→ **Problem**
Repeat exactly the lines below that lie between the line with "by the owning" and the line with "assert!((level.get() - 0.5).abs()", counting both of those lines as part of the answer.

→ **Data supplied**
+ + +

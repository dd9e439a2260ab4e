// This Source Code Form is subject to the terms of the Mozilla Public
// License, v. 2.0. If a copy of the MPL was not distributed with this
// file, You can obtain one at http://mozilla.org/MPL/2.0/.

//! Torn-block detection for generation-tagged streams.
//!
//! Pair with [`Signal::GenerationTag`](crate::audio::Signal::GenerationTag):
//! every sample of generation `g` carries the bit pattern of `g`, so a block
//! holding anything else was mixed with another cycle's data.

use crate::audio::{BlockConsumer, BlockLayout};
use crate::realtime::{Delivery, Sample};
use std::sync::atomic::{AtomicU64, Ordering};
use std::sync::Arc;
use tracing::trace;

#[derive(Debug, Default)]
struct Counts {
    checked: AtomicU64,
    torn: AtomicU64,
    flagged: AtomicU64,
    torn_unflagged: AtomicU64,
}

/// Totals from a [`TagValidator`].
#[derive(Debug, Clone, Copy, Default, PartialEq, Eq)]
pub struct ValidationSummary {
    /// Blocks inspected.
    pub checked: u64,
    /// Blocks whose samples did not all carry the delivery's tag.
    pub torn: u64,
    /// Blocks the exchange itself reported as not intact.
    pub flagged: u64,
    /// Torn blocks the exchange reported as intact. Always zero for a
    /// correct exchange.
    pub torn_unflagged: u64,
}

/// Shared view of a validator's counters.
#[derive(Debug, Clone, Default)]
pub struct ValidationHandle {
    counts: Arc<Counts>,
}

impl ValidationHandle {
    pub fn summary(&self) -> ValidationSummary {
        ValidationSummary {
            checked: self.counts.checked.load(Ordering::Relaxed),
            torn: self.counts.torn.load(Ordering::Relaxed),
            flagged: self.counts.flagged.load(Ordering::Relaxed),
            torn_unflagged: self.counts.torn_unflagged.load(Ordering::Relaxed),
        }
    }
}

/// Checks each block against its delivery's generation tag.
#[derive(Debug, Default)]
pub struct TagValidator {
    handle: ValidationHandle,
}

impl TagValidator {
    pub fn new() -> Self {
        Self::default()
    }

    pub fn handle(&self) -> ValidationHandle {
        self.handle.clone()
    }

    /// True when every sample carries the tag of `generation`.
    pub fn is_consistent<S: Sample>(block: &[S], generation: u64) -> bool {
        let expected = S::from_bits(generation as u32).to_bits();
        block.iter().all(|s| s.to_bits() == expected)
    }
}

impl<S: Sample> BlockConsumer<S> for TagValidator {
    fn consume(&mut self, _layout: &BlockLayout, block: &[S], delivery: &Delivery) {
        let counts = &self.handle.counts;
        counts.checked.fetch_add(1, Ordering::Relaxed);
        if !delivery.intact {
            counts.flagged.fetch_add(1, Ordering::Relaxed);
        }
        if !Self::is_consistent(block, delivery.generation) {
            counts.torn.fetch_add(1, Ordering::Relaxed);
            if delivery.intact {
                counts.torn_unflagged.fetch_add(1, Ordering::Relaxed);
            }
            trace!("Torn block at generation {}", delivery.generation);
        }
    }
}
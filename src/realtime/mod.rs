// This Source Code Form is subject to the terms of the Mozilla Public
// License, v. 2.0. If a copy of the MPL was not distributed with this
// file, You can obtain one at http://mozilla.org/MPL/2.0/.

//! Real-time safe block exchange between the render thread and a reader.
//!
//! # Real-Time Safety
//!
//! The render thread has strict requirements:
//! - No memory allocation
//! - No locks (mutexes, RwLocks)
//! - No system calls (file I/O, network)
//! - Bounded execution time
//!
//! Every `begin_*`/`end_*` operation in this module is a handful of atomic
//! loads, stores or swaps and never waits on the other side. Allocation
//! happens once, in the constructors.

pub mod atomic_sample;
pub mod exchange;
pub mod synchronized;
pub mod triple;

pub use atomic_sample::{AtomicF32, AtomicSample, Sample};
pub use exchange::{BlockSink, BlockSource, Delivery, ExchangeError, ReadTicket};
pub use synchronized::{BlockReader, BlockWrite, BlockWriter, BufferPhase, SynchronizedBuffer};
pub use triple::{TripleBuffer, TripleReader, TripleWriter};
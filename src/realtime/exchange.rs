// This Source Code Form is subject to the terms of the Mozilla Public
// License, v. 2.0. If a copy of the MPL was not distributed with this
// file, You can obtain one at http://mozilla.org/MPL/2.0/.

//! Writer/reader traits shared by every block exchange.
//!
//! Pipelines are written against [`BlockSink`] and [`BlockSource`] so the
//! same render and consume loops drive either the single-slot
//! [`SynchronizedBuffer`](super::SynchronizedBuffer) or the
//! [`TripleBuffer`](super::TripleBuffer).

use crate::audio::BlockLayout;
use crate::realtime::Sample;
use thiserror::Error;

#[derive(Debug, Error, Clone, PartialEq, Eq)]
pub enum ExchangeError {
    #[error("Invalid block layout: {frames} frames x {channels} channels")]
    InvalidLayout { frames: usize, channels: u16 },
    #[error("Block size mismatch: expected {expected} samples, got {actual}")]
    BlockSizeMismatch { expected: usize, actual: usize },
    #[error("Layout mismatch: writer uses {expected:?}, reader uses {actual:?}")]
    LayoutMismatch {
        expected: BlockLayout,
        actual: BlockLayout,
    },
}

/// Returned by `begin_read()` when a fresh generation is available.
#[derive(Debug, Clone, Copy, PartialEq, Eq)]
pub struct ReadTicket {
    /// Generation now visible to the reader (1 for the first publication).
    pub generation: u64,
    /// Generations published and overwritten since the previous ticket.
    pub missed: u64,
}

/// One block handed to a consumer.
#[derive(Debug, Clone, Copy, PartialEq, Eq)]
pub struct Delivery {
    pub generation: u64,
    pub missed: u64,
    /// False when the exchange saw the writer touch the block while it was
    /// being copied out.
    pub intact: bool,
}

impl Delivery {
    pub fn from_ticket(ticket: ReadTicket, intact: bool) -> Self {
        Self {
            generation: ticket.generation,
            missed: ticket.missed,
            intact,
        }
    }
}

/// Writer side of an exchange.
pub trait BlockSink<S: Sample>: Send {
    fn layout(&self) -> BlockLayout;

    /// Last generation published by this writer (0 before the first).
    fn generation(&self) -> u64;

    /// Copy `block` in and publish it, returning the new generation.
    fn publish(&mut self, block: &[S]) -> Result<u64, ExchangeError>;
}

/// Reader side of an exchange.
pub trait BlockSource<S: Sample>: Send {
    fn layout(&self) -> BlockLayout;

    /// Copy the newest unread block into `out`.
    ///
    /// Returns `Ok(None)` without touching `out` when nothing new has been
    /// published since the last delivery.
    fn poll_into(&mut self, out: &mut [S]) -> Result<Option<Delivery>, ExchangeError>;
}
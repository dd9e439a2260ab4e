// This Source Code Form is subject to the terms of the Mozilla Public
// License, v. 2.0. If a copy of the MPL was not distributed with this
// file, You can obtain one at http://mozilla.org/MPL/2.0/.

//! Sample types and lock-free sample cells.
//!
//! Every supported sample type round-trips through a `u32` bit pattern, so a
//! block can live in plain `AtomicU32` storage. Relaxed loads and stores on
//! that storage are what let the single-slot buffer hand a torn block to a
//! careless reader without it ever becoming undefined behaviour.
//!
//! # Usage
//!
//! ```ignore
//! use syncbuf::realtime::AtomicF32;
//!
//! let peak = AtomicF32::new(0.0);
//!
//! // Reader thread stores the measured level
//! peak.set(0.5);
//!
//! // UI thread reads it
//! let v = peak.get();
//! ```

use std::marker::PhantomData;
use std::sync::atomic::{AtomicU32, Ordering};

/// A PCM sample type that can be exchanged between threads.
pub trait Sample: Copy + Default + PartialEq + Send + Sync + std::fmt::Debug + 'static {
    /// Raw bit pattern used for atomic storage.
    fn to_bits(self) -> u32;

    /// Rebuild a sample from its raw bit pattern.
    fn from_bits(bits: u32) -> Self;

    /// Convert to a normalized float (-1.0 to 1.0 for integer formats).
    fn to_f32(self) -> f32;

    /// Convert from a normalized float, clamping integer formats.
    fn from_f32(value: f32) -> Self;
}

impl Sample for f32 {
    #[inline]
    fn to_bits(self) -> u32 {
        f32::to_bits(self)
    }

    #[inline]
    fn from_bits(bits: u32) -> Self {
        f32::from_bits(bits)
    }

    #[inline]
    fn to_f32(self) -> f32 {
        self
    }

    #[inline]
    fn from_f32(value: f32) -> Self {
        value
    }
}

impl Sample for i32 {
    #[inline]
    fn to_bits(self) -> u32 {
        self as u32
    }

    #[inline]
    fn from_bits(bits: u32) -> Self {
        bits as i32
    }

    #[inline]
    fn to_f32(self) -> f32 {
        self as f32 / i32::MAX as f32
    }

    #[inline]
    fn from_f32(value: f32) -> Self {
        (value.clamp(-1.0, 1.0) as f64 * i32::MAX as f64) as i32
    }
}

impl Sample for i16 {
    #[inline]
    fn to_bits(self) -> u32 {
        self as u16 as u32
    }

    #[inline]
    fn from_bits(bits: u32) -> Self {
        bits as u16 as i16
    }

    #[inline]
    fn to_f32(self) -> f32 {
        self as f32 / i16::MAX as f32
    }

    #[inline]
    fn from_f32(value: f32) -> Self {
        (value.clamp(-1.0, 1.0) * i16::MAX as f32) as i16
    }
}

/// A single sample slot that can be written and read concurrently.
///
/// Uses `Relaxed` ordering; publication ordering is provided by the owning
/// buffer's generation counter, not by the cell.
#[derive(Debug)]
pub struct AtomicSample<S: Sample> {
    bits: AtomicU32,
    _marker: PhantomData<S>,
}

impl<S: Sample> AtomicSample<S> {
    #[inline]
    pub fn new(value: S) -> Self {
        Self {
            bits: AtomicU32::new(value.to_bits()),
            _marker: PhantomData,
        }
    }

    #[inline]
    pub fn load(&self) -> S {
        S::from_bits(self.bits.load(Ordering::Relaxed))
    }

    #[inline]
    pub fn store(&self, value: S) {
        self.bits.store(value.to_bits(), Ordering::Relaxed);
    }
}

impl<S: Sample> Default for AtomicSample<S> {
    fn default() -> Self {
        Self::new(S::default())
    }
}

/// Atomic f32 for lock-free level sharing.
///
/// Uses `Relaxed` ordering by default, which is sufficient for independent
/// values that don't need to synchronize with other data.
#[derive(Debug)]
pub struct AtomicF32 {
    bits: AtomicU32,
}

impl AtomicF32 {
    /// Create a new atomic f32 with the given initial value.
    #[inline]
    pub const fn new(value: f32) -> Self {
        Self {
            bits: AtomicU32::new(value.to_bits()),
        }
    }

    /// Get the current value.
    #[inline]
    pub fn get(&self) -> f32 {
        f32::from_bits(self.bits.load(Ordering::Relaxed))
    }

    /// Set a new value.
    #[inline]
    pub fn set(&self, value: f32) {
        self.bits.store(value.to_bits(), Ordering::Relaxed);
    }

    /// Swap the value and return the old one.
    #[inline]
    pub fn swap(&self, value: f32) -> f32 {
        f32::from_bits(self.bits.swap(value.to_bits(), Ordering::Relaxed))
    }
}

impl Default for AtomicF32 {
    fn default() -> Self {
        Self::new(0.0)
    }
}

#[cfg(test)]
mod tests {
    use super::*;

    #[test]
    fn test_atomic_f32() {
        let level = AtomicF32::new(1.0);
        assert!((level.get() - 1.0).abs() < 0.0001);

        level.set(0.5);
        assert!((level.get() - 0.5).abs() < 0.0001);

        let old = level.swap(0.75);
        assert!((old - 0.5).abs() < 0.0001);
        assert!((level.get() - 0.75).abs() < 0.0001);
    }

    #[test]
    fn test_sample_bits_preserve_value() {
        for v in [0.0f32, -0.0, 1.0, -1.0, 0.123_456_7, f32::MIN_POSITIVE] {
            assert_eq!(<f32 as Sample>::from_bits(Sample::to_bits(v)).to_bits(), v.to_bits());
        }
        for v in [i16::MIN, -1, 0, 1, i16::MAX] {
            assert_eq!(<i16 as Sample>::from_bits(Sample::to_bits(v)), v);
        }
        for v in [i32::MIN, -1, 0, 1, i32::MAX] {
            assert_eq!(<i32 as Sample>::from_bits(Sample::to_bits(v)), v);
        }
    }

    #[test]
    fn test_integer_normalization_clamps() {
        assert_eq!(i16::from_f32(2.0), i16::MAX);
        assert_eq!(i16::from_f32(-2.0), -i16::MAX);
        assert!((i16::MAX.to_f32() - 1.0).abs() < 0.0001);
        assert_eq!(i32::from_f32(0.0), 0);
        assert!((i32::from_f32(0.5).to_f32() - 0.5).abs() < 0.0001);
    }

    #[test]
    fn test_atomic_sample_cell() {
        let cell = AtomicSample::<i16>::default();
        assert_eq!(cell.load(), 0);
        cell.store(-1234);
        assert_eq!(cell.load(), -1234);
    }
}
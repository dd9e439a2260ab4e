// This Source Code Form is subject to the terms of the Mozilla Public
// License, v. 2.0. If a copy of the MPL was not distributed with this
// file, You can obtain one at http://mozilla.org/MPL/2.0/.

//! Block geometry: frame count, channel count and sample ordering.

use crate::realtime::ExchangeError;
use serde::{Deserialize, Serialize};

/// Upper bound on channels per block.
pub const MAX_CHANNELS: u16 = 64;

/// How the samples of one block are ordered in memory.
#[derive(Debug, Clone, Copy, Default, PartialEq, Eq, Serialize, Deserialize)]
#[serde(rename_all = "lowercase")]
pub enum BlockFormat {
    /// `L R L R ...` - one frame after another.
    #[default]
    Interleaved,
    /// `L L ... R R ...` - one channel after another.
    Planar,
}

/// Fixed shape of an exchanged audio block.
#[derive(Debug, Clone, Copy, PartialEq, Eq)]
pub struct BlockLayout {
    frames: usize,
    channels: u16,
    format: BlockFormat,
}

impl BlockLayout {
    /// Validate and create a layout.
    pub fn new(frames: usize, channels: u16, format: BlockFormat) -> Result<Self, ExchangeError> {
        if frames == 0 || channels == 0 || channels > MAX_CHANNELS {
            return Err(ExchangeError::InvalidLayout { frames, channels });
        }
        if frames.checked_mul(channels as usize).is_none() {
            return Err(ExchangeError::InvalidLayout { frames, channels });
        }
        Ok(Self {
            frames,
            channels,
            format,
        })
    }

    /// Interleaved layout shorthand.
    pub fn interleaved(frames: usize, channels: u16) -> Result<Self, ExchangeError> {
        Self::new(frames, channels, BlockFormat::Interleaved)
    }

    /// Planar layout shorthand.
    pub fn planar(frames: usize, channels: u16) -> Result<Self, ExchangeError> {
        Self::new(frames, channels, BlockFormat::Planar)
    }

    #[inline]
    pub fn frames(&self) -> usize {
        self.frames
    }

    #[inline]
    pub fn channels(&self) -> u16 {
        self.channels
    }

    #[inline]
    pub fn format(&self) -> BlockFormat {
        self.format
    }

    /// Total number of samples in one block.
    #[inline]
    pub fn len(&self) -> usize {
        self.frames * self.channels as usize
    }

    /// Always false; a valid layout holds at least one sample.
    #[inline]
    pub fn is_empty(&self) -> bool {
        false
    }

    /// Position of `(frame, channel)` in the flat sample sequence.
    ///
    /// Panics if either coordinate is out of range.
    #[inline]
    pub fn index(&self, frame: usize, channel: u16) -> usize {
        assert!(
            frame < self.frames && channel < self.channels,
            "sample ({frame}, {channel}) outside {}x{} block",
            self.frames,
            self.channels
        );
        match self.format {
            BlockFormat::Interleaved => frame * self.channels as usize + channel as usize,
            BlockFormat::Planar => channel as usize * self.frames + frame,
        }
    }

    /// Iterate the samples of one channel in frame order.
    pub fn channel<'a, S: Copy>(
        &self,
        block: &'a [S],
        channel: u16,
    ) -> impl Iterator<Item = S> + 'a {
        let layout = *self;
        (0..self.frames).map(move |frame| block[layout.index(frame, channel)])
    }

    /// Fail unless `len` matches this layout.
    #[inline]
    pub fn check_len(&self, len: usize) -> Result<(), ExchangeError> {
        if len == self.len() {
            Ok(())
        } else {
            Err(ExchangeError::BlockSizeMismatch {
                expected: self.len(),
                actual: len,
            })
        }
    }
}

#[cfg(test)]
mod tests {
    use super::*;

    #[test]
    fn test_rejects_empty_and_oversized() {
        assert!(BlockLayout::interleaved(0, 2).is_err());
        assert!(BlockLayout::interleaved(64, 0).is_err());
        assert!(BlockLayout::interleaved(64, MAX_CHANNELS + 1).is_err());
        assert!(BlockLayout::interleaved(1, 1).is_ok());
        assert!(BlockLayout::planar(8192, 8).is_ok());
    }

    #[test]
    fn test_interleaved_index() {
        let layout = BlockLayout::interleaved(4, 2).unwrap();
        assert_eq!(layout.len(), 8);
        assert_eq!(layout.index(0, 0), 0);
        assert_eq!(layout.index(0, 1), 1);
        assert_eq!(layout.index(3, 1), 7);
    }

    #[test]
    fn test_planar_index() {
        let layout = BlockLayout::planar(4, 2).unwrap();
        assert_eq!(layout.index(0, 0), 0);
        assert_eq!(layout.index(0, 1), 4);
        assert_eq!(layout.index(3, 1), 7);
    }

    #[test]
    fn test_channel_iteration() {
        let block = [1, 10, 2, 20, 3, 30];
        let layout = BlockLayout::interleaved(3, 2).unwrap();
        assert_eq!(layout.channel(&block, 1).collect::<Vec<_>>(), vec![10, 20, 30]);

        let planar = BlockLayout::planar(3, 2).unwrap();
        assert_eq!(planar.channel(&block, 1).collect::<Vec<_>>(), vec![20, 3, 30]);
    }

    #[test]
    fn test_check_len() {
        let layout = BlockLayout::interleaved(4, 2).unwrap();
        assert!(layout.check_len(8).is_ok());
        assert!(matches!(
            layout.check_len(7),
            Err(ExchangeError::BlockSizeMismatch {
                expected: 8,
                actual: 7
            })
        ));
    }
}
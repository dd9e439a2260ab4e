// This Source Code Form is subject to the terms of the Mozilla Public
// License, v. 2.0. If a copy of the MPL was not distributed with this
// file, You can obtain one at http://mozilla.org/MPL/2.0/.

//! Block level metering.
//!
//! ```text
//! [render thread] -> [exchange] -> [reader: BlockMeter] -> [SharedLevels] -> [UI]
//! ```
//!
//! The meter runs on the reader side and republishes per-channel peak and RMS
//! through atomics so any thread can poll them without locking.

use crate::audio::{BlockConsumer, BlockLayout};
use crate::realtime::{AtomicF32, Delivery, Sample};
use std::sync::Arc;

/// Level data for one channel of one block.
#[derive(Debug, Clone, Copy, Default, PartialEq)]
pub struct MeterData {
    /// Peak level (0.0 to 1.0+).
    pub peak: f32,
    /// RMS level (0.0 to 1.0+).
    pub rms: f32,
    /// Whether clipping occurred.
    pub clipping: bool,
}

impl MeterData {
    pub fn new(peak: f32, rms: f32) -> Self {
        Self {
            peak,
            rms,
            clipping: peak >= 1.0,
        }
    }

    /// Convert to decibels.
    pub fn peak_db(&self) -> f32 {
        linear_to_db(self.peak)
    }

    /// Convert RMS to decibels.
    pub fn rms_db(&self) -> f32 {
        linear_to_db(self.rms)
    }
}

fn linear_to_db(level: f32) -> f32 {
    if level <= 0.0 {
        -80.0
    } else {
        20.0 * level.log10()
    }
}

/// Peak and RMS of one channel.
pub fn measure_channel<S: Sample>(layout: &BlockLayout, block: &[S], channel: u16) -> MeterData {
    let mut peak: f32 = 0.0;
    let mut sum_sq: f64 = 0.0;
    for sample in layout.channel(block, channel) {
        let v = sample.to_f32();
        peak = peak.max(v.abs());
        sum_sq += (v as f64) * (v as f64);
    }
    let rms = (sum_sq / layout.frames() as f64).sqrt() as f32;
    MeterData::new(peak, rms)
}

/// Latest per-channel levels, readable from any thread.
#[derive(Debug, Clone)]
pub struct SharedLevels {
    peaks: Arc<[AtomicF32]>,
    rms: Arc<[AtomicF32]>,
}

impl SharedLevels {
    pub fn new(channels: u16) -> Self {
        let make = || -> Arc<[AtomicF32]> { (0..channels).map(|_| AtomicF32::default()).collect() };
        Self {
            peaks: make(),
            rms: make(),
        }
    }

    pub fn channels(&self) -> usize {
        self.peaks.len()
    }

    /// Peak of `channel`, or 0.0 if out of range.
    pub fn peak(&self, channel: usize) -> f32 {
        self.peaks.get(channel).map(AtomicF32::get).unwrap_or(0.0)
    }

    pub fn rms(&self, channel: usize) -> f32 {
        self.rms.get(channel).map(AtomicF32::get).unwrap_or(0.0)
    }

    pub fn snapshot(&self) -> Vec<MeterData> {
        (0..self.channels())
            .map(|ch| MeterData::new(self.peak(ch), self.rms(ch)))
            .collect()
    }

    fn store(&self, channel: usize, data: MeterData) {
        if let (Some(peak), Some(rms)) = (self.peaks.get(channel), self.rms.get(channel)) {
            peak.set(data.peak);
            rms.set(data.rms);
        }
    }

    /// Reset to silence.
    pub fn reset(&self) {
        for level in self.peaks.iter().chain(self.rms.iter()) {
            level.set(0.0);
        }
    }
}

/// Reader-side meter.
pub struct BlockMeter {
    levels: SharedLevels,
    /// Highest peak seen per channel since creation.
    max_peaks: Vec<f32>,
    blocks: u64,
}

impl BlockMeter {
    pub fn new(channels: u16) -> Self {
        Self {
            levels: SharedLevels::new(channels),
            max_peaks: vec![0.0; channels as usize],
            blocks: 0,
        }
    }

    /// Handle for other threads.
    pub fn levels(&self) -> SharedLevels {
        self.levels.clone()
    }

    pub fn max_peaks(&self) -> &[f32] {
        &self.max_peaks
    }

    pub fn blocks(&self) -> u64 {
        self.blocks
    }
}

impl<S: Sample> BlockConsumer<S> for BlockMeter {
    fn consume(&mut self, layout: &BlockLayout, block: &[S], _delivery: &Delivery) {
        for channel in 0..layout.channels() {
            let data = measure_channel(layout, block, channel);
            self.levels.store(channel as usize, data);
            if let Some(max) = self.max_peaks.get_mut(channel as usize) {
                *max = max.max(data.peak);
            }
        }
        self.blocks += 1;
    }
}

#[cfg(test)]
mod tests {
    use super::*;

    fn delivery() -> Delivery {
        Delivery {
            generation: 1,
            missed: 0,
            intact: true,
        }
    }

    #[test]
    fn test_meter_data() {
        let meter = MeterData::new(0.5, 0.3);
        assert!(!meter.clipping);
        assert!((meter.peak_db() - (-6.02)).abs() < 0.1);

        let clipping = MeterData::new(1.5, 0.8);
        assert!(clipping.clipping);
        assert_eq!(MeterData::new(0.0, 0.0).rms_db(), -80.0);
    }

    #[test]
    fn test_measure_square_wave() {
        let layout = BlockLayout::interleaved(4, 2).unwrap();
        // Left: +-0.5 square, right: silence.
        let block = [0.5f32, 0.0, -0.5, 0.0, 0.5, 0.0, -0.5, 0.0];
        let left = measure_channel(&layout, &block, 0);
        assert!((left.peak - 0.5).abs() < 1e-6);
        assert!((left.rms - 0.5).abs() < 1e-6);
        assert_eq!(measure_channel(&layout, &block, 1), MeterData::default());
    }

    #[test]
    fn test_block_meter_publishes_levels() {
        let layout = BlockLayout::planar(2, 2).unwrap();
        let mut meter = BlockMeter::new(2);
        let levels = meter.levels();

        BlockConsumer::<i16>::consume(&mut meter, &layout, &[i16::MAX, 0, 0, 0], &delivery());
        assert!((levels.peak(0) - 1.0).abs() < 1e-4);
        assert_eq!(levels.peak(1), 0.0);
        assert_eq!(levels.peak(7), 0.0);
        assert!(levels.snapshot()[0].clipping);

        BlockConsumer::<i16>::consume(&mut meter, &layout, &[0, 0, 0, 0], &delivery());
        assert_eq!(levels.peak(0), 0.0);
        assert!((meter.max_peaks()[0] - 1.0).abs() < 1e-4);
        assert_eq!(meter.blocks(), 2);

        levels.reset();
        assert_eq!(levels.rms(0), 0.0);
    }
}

+ + +

→ **Response for this exercise**
/// Uses `Relaxed` ordering; publication ordering is provided by the owning
/// buffer's generation counter, not by the cell.
#[derive(Debug)]
pub struct AtomicSample<S: Sample> {
    bits: AtomicU32,
    _marker: PhantomData<S>,
}

impl<S: Sample> AtomicSample<S> {
    #[inline]
    pub fn new(value: S) -> Self {
        Self {
            bits: AtomicU32::new(value.to_bits()),
            _marker: PhantomData,
        }
    }

    #[inline]
    pub fn load(&self) -> S {
        S::from_bits(self.bits.load(Ordering::Relaxed))
    }

    #[inline]
    pub fn store(&self, value: S) {
        self.bits.store(value.to_bits(), Ordering::Relaxed);
    }
}

impl<S: Sample> Default for AtomicSample<S> {
    fn default() -> Self {
        Self::new(S::default())
    }
}

/// Atomic f32 for lock-free level sharing.
///
/// Uses `Relaxed` ordering by default, which is sufficient for independent
/// values that don't need to synchronize with other data.
#[derive(Debug)]
pub struct AtomicF32 {
    bits: AtomicU32,
}

impl AtomicF32 {
    /// Create a new atomic f32 with the given initial value.
    #[inline]
    pub const fn new(value: f32) -> Self {
        Self {
            bits: AtomicU32::new(value.to_bits()),
        }
    }

    /// Get the current value.
    #[inline]
    pub fn get(&self) -> f32 {
        f32::from_bits(self.bits.load(Ordering::Relaxed))
    }

    /// Set a new value.
    #[inline]
    pub fn set(&self, value: f32) {
        self.bits.store(value.to_bits(), Ordering::Relaxed);
    }

    /// Swap the value and return the old one.
    #[inline]
    pub fn swap(&self, value: f32) -> f32 {
        f32::from_bits(self.bits.swap(value.to_bits(), Ordering::Relaxed))
    }
}

impl Default for AtomicF32 {
    fn default() -> Self {
        Self::new(0.0)
    }
}

#[cfg(test)]
mod tests {
    use super::*;

    #[test]
    fn test_atomic_f32() {
        let level = AtomicF32::new(1.0);
        assert!((level.get() - 1.0).abs() < 0.0001);

        level.set(0.5);
        assert!((level.get() - 0.5).abs() < 0.0001);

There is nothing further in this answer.